Application note 1 to U.S.S.G. § 1B1.13 provides a list of circumstances in which "extraordinary and compelling reasons" warranting a sentence reduction may exist. See U.S.S.G. § 1B1.13 (policy statement), application note 1. Extraordinary and compelling reasons may exist where a defendant is suffering from a certain type of medical condition or illness. See id. § 1B1.13, application note 1(A), (B). Extraordinary and compelling reasons may exist following the "death or incapacitation of the caregiver of the defendant's minor child or minor children" or following the "incapacitation of the defendant's spouse or registered partner when the defendant would be the only available caregiver for the spouse or registered partner." Id. § 1B1.13, application note 1(C). Finally, extraordinary and compelling reasons may exist if, "[a]s determined by the Director of the Bureau of Prisons, there exists in the defendant's case an extraordinary and compelling reason other than, or in combination with, the reasons described in subdivisions (A) through (C)." Id. § 1B1.13, application note 1(D).
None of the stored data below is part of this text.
//! Events and navigation.
//!
//! Background work never touches screen state directly: it sends an
//! [`AppEvent`] through the app's channel, and the UI loop applies the
//! result at a single resumption point. Screens answer key and app events
//! with an optional [`Nav`] that the app shell executes.

use greenlight_core::{AuthError, ImageError, LogoArt, RegistrationReason};

/// Which decision the user took.
#[derive(Debug, Clone, Copy, PartialEq, Eq)]
pub enum ApprovalAction {
    /// Approve the request.
    Approve,
    /// Deny the request.
    Deny,
}

impl ApprovalAction {
    /// Short verb for log lines.
    #[must_use]
    pub fn label(self) -> &'static str {
        match self {
            Self::Approve => "approve",
            Self::Deny => "deny",
        }
    }

    /// Notice text for a completed action.
    #[must_use]
    pub fn success_text(self) -> &'static str {
        match self {
            Self::Approve => "Request approved",
            Self::Deny => "Request denied",
        }
    }

    /// Notice text for a failed action.
    #[must_use]
    pub fn failure_text(self) -> &'static str {
        match self {
            Self::Approve => "Could not approve the request",
            Self::Deny => "Could not deny the request",
        }
    }
}

/// Result of one background SDK call.
#[derive(Debug, Clone)]
pub enum ActionOutcome {
    /// The SDK delivered the decision.
    Success,
    /// The SDK call failed; the registration check ran in the same
    /// background unit so the UI loop never blocks on it.
    Failure {
        /// The error raised by the SDK.
        error: AuthError,
        /// Whether the device still holds a valid registration.
        device_registered: bool,
    },
}

/// An event delivered to the UI loop from background work.
#[derive(Debug, Clone)]
pub enum AppEvent {
    /// An approve/deny call finished.
    Action {
        /// Generation of the screen that dispatched the call; stale
        /// outcomes are dropped.
        generation: u64,
        /// Which decision was dispatched.
        action: ApprovalAction,
        /// How the call ended.
        outcome: ActionOutcome,
    },
    /// A logo load finished.
    Logo {
        /// Generation of the screen that requested the load.
        generation: u64,
        /// The rendered art, or the error to fall back from.
        result: Result<LogoArt, ImageError>,
    },
}

/// Navigation requested by a screen.
#[derive(Debug, Clone, Copy, PartialEq, Eq)]
pub enum Nav {
    /// Close the current screen (for this single-screen app: quit).
    Close,
    /// Replace the current screen with the registration screen.
    Registration(RegistrationReason),
}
As an initial matter, Post contends that more than 30 days have elapsed since he made a request for a sentence reduction to the warden of the prison in which he is located. DE 396 at 3. He provides no documentation evidencing his request, however, and the Government thus argues that he has not carried his burden to prove that he exhausted administrate remedies before the Bureau of Prisons prior to filing his Motion with the Court. DE 398 at 6-8. The Government has not cited to any binding precedent, and the Court has discovered none, holding that a defendant bears the burden of producing evidence to prove that he exhausted administrative remedies under § 3582(c)(1)(A). The Court recognizes that district courts in other parts of the country have stated that defendants moving for sentence reductions under § 3582(c)(1)(A) bear the burden of demonstrating exhaustion. See, e.g., United States v. Cassidy, No. 17-CR-116S, 2020 WL 1969303, *2 (W.D. N.Y. Apr. 24, 2020). And the Eleventh Circuit has stated that defendants bear the burden of proof to show eligibility for sentence reductions under a different subsection of § 3582(c), that is, § 3582(c)(2) relating to a sentence reduction based on a Sentencing Guidelines amendment. See, e.g., United States v. Hamilton, 715 F.3d 328, 337 (11th Cir. 2013) ("And a defendant, as the § 3582(c)(2) movant, bears the burden of establishing that a retroactive amendment has actually lowered his guidelines range in his case.").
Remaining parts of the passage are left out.